[Work item] The answer is every line in the data below that contains the word "nseg".

[Input for this task]

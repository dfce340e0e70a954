use neuronkit::{
    Cell, Filter, Removable, Sec, SectionSpec, SimulationContext, SynapseSpec,
};

struct Fixture {
    ctx: SimulationContext,
    cell: Cell,
    soma: Sec,
    dend1: Sec,
}

fn fixture() -> Fixture {
    let ctx = SimulationContext::seeded(1).unwrap();
    let cell = Cell::new(&ctx, "cell");
    let soma = cell
        .add_sec(SectionSpec::new("soma").diam(10.0).length(10.0).nseg(10))
        .unwrap();
    let dend1 = cell
        .add_sec(SectionSpec::new("dend1").diam(1.0).length(10.0).nseg(10))
        .unwrap();
    let dend2 = cell
        .add_sec(SectionSpec::new("dend2").diam(1.0).length(10.0).nseg(10))
        .unwrap();
    cell.connect_secs(&dend1, &soma, 0.0, 0.1).unwrap();
    cell.connect_secs(&dend2, &soma, 0.0, 0.9).unwrap();
    Fixture {
        ctx,
        cell,
        soma,
        dend1,
    }
}

fn add_dend3(f: &Fixture) -> Sec {
    let dend3 = f
        .cell
        .add_sec(SectionSpec::new("dend3").diam(1.0).length(10.0).nseg(10))
        .unwrap();
    f.cell.connect_secs(&dend3, &f.soma, 0.0, 0.5).unwrap();
    dend3
}

#[test]
fn removing_synapse_keeps_its_section_in_the_cell() {
    let f = fixture();
    let dend3 = add_dend3(&f);
    let syn = f
        .cell
        .add_synapse(&dend3.seg(0.5).unwrap(), &SynapseSpec::new("Exp2Syn"))
        .unwrap();
    drop(dend3);
    assert_eq!(f.ctx.section_count(), 4);

    syn.remove_now();
    assert_eq!(f.ctx.section_count(), 4);
}

#[test]
fn synapse_then_soma_leaves_three_sections() {
    let f = fixture();
    let dend3 = add_dend3(&f);
    let syn = f
        .cell
        .add_synapse(&dend3.seg(0.5).unwrap(), &SynapseSpec::new("Exp2Syn"))
        .unwrap();
    drop(dend3);

    syn.remove_now();
    f.soma.remove_now();
    assert_eq!(f.ctx.section_count(), 3);
}

#[test]
fn live_synapse_keeps_removed_section_in_engine() {
    let f = fixture();
    let dend3 = add_dend3(&f);
    let syn = f
        .cell
        .add_synapse(&dend3.seg(0.5).unwrap(), &SynapseSpec::new("Exp2Syn"))
        .unwrap();
    drop(dend3);

    assert_eq!(f.cell.remove_secs(&Filter::name("dend3")).unwrap(), 1);
    assert_eq!(f.cell.secs().unwrap().len(), 3);
    assert_eq!(f.ctx.section_count(), 4);

    syn.remove_now();
    assert_eq!(f.ctx.section_count(), 3);
}

#[test]
fn section_without_other_references_is_freed() {
    let f = fixture();
    drop(add_dend3(&f));
    assert_eq!(f.ctx.section_count(), 4);

    f.cell.remove_secs(&Filter::name("dend3")).unwrap();
    assert_eq!(f.cell.secs().unwrap().len(), 3);
    assert_eq!(f.ctx.section_count(), 3);
}

#[test]
fn removing_point_process_clears_it_in_synapse() {
    let f = fixture();
    let dend2 = f.cell.sec("dend2").unwrap();
    let syn = f
        .cell
        .add_synapse(&dend2.seg(0.5).unwrap(), &SynapseSpec::new("Exp2Syn"))
        .unwrap();
    syn.point_process().unwrap().remove_now();

    let from_cell = &f.cell.synapses().unwrap()[0];
    assert!(from_cell.point_process().unwrap().is_removed());
    // the synapse's connection still targets it
    assert_eq!(f.ctx.point_process_count(), 1);

    syn.remove_now();
    assert_eq!(f.ctx.point_process_count(), 0);
}

#[test]
fn removing_parent_keeps_children() {
    let f = fixture();
    f.soma.remove_now();
    assert_eq!(f.ctx.section_count(), 2);

    f.dend1.remove_now();
    assert_eq!(f.ctx.section_count(), 1);
}

#[test]
fn removing_child_only() {
    let f = fixture();
    f.dend1.remove_now();
    assert_eq!(f.ctx.section_count(), 2);
    assert_eq!(f.cell.secs().unwrap().len(), 2);
}

#[test]
fn removing_cell_removes_everything() {
    let f = fixture();
    let dend3 = add_dend3(&f);
    f.cell
        .add_synapse(&dend3.seg(0.5).unwrap(), &SynapseSpec::new("ExpSyn"))
        .unwrap();
    f.cell.make_spike_detector(&f.soma.seg(0.5).unwrap(), 0.0).unwrap();

    f.cell.remove_now();
    assert!(f.cell.is_removed());
    assert!(f.ctx.is_empty());
    assert!(f.cell.secs().unwrap_err().is_lookup());
}

#[test]
fn engine_reference_keeps_section_alive() {
    let f = fixture();
    let hoc_soma = f.soma.hoc().unwrap();
    f.soma.remove_now();
    assert_eq!(f.ctx.section_count(), 3);
    assert!(f.soma.hoc().unwrap_err().is_lookup());

    drop(hoc_soma);
    assert_eq!(f.ctx.section_count(), 2);
}

#[test]
fn removal_is_idempotent() {
    let f = fixture();
    f.dend1.remove_now();
    f.dend1.remove_now();
    assert!(f.dend1.is_removed());
    assert_eq!(f.ctx.section_count(), 2);
}

#[test]
fn second_cell_removal_leaves_first_untouched() {
    let f = fixture();
    let other = Cell::new(&f.ctx, "other");
    for name in ["soma", "dend1", "dend2"] {
        other.add_sec(SectionSpec::new(name)).unwrap();
    }
    assert_eq!(f.ctx.section_count(), 6);

    other.remove_now();
    assert_eq!(f.ctx.section_count(), 3);
}
use std::fmt;
use std::rc::Rc;

use super::{Release, Removable, Seg, Slot};
use crate::cell::{Cell, WeakCell};
use crate::error::{LookupError, ModelResult};
use crate::filter::{FieldValue, Filterable};
use crate::simulator::HocPointProcess;

struct PointProcessFields {
    hoc: Rc<HocPointProcess>,
    // back-references, never removed from here
    seg: Seg,
    cell: WeakCell,
}

impl Release for PointProcessFields {}

struct PointProcessInner {
    name: String,
    mod_name: String,
    tag: Option<String>,
    slot: Slot<PointProcessFields>,
}

/// A point process placed on a segment.
#[derive(Clone)]
pub struct PointProcess(Rc<PointProcessInner>);

impl PointProcess {
    pub(crate) fn new(
        name: String,
        tag: Option<String>,
        hoc: Rc<HocPointProcess>,
        seg: Seg,
        cell: WeakCell,
    ) -> Self {
        Self(Rc::new(PointProcessInner {
            name,
            mod_name: hoc.mechanism().to_string(),
            tag,
            slot: Slot::new(PointProcessFields { hoc, seg, cell }),
        }))
    }

    /// Name in the `Mod[sec(x)][n]` form, with a `[tag]` suffix when tagged.
    #[must_use]
    pub fn name(&self) -> &str {
        &self.0.name
    }

    /// Mechanism name.
    #[must_use]
    pub fn mod_name(&self) -> &str {
        &self.0.mod_name
    }

    /// User tag.
    #[must_use]
    pub fn tag(&self) -> Option<&str> {
        self.0.tag.as_deref()
    }

    /// Engine point process.
    pub fn hoc(&self) -> ModelResult<Rc<HocPointProcess>> {
        Ok(Rc::clone(&self.0.slot.get(self)?.hoc))
    }

    /// Segment the point process sits on.
    pub fn seg(&self) -> ModelResult<Seg> {
        Ok(self.0.slot.get(self)?.seg.clone())
    }

    /// Owning cell.
    #[must_use]
    pub fn cell(&self) -> Option<Cell> {
        self.0.slot.get(self).ok().and_then(|f| f.cell.upgrade())
    }

    /// Returns true if both handles are the same point process.
    #[must_use]
    pub fn same_as(&self, other: &Self) -> bool {
        Rc::ptr_eq(&self.0, &other.0)
    }

    /// Reads a RANGE parameter.
    pub fn param(&self, name: &str) -> ModelResult<f64> {
        self.hoc()?.param(name).ok_or_else(|| self.unknown_param(name))
    }

    /// Sets a RANGE parameter.
    pub fn set_param(&self, name: &str, value: f64) -> ModelResult<()> {
        if self.hoc()?.set_param(name, value) {
            Ok(())
        } else {
            Err(self.unknown_param(name))
        }
    }

    fn unknown_param(&self, name: &str) -> crate::error::ModelError {
        LookupError::UnknownParameter {
            mechanism: self.mod_name().to_string(),
            parameter: name.to_string(),
        }
        .into()
    }
}

impl Removable for PointProcess {
    fn remove_now(&self) {
        self.0.slot.release();
    }

    fn is_removed(&self) -> bool {
        self.0.slot.is_empty()
    }
}

impl Filterable for PointProcess {
    fn field(&self, name: &str) -> Option<FieldValue> {
        match name {
            "name" => Some(self.name().into()),
            "mod_name" => Some(self.mod_name().into()),
            "tag" => self.tag().map(Into::into),
            "parent" | "seg" => self.seg().ok().map(|s| s.name().into()),
            "sec" => self.seg().ok().map(|s| s.sec().name().into()),
            "cell" => self.cell().map(|c| c.name().into()),
            _ => None,
        }
    }
}

impl fmt::Display for PointProcess {
    fn fmt(&self, f: &mut fmt::Formatter<'_>) -> fmt::Result {
        match self.cell() {
            Some(cell) => write!(f, "{}[{}]", cell.name(), self.name()),
            None => f.write_str(self.name()),
        }
    }
}

impl fmt::Debug for PointProcess {
    fn fmt(&self, f: &mut fmt::Formatter<'_>) -> fmt::Result {
        f.debug_struct("PointProcess")
            .field("name", &self.name())
            .field("mod_name", &self.mod_name())
            .field("removed", &self.is_removed())
            .finish()
    }
}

[Result below]
        .add_sec(SectionSpec::new("soma").diam(10.0).length(10.0).nseg(10))
        .add_sec(SectionSpec::new("dend1").diam(1.0).length(10.0).nseg(10))
        .add_sec(SectionSpec::new("dend2").diam(1.0).length(10.0).nseg(10))
        .add_sec(SectionSpec::new("dend3").diam(1.0).length(10.0).nseg(10))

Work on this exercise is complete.